I listened to the weather forecast, hoping for warmer temperatures, but the meteorologist predicted the frigid air mass would  remain over the Midwest for the next two days. It wasn’t just bitterly cold (a wind chill of -30 to -40° F), it was dangerously cold.  A temperature of -10° combined with a wind of 10 miles per hour produces a wind chill of -28°.  Frostbite can occur in 30 minutes in these conditions.

DSC_6422

School was cancelled.  Church services and meetings were postponed.

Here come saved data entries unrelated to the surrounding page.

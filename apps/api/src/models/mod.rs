pub mod job;
pub mod reminder;

pub use job::{Attachment, Job, JobFields, JobStatus, StatusSummary};
pub use reminder::{ActiveReminder, Reminder, ReminderKind, ReminderState};
use std::sync::Arc;

use crate::config::Config;
use crate::jobs::JobService;
use crate::reminders::ReminderManager;
use crate::store::RecordStore;

/// Shared application state injected into all route handlers via Axum extractors.
#[derive(Clone)]
pub struct AppState {
    pub store: Arc<dyn RecordStore>,
    pub jobs: JobService,
    pub reminders: ReminderManager,
    pub config: Config,
}
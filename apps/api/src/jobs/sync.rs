//! Keeps a job's `reminder_id` consistent with the reminders collection.
//!
//! Planning is pure: given the job's current reminder and what the user asked
//! for, decide what has to happen. `stage` then appends the reminder writes and
//! the job's back-reference update to the same batch as the job write, so the
//! whole transition commits atomically.

use chrono::{DateTime, Utc};
use uuid::Uuid;

use crate::models::{JobStatus, Reminder};
use crate::reminders::lifecycle::due_in;
use crate::reminders::ReminderManager;
use crate::store::{WriteBatch, WriteOp};

/// State of the reminder switch on the add/edit form.
#[derive(Debug, Clone, Copy, PartialEq, Eq)]
pub struct ReminderSettings {
    pub enabled: bool,
    pub days: u32,
}

#[derive(Debug, Clone, PartialEq)]
pub enum ReminderPlan {
    Keep,
    Create { due_date: DateTime<Utc> },
    /// Move the due date and reset `completed`.
    Rearm {
        reminder_id: Uuid,
        due_date: DateTime<Utc>,
    },
    Remove { reminder_id: Uuid },
    /// The job points at a reminder that no longer exists; clear the pointer.
    Unlink,
}

/// New jobs only get a reminder when the switch is on and the job starts out
/// as `applied`.
pub fn plan_on_create(
    settings: Option<ReminderSettings>,
    status: JobStatus,
    now: DateTime<Utc>,
) -> ReminderPlan {
    match settings {
        Some(s) if s.enabled && status == JobStatus::Applied => ReminderPlan::Create {
            due_date: due_in(now, s.days),
        },
        _ => ReminderPlan::Keep,
    }
}

/// `linked_id` is the job's stored `reminder_id`; `current` is the reminder
/// record it resolves to (or an unlinked active reminder for the same job,
/// which is adopted rather than duplicated).
pub fn plan_on_edit(
    linked_id: Option<Uuid>,
    current: Option<&Reminder>,
    settings: Option<ReminderSettings>,
    now: DateTime<Utc>,
) -> ReminderPlan {
    let Some(settings) = settings else {
        return ReminderPlan::Keep;
    };

    match (settings.enabled, current) {
        (true, Some(reminder)) => ReminderPlan::Rearm {
            reminder_id: reminder.id,
            due_date: due_in(now, settings.days),
        },
        (true, None) => ReminderPlan::Create {
            due_date: due_in(now, settings.days),
        },
        (false, Some(reminder)) => ReminderPlan::Remove {
            reminder_id: reminder.id,
        },
        (false, None) if linked_id.is_some() => ReminderPlan::Unlink,
        (false, None) => ReminderPlan::Keep,
    }
}

/// Appends the writes for `plan` to `batch`. Returns the reminder id the job
/// will point at afterwards, when the plan changes it.
pub fn stage(
    plan: &ReminderPlan,
    batch: &mut WriteBatch,
    job_id: Uuid,
    owner_id: Uuid,
    now: DateTime<Utc>,
) -> Option<Option<Uuid>> {
    let link = match *plan {
        ReminderPlan::Keep => return None,
        ReminderPlan::Create { due_date } => Some(ReminderManager::stage_create(
            batch, job_id, owner_id, due_date, now,
        )),
        ReminderPlan::Rearm {
            reminder_id,
            due_date,
        } => {
            ReminderManager::stage_rearm(batch, reminder_id, due_date);
            Some(reminder_id)
        }
        ReminderPlan::Remove { reminder_id } => {
            ReminderManager::stage_delete(batch, reminder_id);
            None
        }
        ReminderPlan::Unlink => None,
    };
    batch.push(WriteOp::LinkReminder {
        job_id,
        reminder_id: link,
    });
    Some(link)
}

#[cfg(test)]
mod tests {
    use super::*;
    use chrono::{Duration, TimeZone};

    fn now() -> DateTime<Utc> {
        Utc.with_ymd_and_hms(2025, 3, 1, 9, 0, 0).unwrap()
    }

    fn on(days: u32) -> Option<ReminderSettings> {
        Some(ReminderSettings {
            enabled: true,
            days,
        })
    }

    fn off() -> Option<ReminderSettings> {
        Some(ReminderSettings {
            enabled: false,
            days: 3,
        })
    }

    fn reminder(completed: bool) -> Reminder {
        let mut r = Reminder::follow_up(Uuid::new_v4(), Uuid::new_v4(), now(), now());
        r.completed = completed;
        r
    }

    #[test]
    fn test_create_with_switch_on_and_applied() {
        assert_eq!(
            plan_on_create(on(5), JobStatus::Applied, now()),
            ReminderPlan::Create {
                due_date: now() + Duration::days(5)
            }
        );
    }

    #[test]
    fn test_create_skipped_for_other_status_or_switch_off() {
        assert_eq!(
            plan_on_create(on(3), JobStatus::Interviewing, now()),
            ReminderPlan::Keep
        );
        assert_eq!(plan_on_create(off(), JobStatus::Applied, now()), ReminderPlan::Keep);
        assert_eq!(plan_on_create(None, JobStatus::Applied, now()), ReminderPlan::Keep);
    }

    #[test]
    fn test_edit_without_switch_keeps_everything() {
        let r = reminder(false);
        assert_eq!(
            plan_on_edit(Some(r.id), Some(&r), None, now()),
            ReminderPlan::Keep
        );
    }

    #[test]
    fn test_edit_switch_on_without_reminder_creates() {
        assert_eq!(
            plan_on_edit(None, None, on(4), now()),
            ReminderPlan::Create {
                due_date: now() + Duration::days(4)
            }
        );
    }

    #[test]
    fn test_edit_switch_on_rearms_existing_even_when_done() {
        for completed in [false, true] {
            let r = reminder(completed);
            assert_eq!(
                plan_on_edit(Some(r.id), Some(&r), on(2), now()),
                ReminderPlan::Rearm {
                    reminder_id: r.id,
                    due_date: now() + Duration::days(2)
                }
            );
        }
    }

    #[test]
    fn test_edit_switch_off_removes_existing() {
        let r = reminder(false);
        assert_eq!(
            plan_on_edit(Some(r.id), Some(&r), off(), now()),
            ReminderPlan::Remove { reminder_id: r.id }
        );
    }

    #[test]
    fn test_edit_dangling_reference() {
        let dangling = Some(Uuid::new_v4());
        assert_eq!(plan_on_edit(dangling, None, off(), now()), ReminderPlan::Unlink);
        assert!(matches!(
            plan_on_edit(dangling, None, on(3), now()),
            ReminderPlan::Create { .. }
        ));
        assert_eq!(plan_on_edit(None, None, off(), now()), ReminderPlan::Keep);
    }

    #[test]
    fn test_stage_create_links_new_reminder() {
        let (job_id, owner_id) = (Uuid::new_v4(), Uuid::new_v4());
        let mut batch = WriteBatch::new();
        let link = stage(
            &ReminderPlan::Create { due_date: now() },
            &mut batch,
            job_id,
            owner_id,
            now(),
        );

        let Some(Some(reminder_id)) = link else {
            panic!("expected a new link, got {link:?}");
        };
        match batch.ops() {
            [WriteOp::InsertReminder(r), WriteOp::LinkReminder {
                job_id: linked_job,
                reminder_id: linked,
            }] => {
                assert_eq!(r.id, reminder_id);
                assert_eq!(r.job_id, job_id);
                assert_eq!(*linked_job, job_id);
                assert_eq!(*linked, Some(reminder_id));
            }
            ops => panic!("unexpected ops {ops:?}"),
        }
    }

    #[test]
    fn test_stage_remove_clears_link() {
        let reminder_id = Uuid::new_v4();
        let mut batch = WriteBatch::new();
        let link = stage(
            &ReminderPlan::Remove { reminder_id },
            &mut batch,
            Uuid::new_v4(),
            Uuid::new_v4(),
            now(),
        );
        assert_eq!(link, Some(None));
        assert!(matches!(batch.ops()[0], WriteOp::DeleteReminder(id) if id == reminder_id));
        assert!(matches!(
            batch.ops()[1],
            WriteOp::LinkReminder {
                reminder_id: None,
                ..
            }
        ));
    }

    #[test]
    fn test_stage_keep_writes_nothing() {
        let mut batch = WriteBatch::new();
        let link = stage(
            &ReminderPlan::Keep,
            &mut batch,
            Uuid::new_v4(),
            Uuid::new_v4(),
            now(),
        );
        assert_eq!(link, None);
        assert!(batch.is_empty());
    }
}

Any necessary outside work required wearing multiple layers: down coat, hat, scarf, insulated gloves and insulated pants on top of layers of socks, sweatshirts, and corduroy pants.

windchill chart

Arctic blasts can bring beauty, as well as danger.  During these days of extreme cold, I was able to see sun dogs at sunset and at dawn.  This optical phenomena forms as the light of the sun is refracted through hexagonal ice crystals in the atmosphere, creating bright spots (sometimes with rainbow colors), each arcing beside the sun.

Sun dogs are also known as “mock suns,” but their scientific name is parhelia (one is a parhelion), which comes from Greek words para and helios meaning “beside” and “sun.”

Sun dogs always appear 22° on each side of the sun and at the same elevation as the sun.  The source of the term “sun dogs” is obscure.  Is it from a Scandinavian word resembling “dog” or from Norse or Native American mythology?  Is it simply because the bright spots follow the sun as a dog follows his master?  Dictionary.com merely says the origin is uncertain.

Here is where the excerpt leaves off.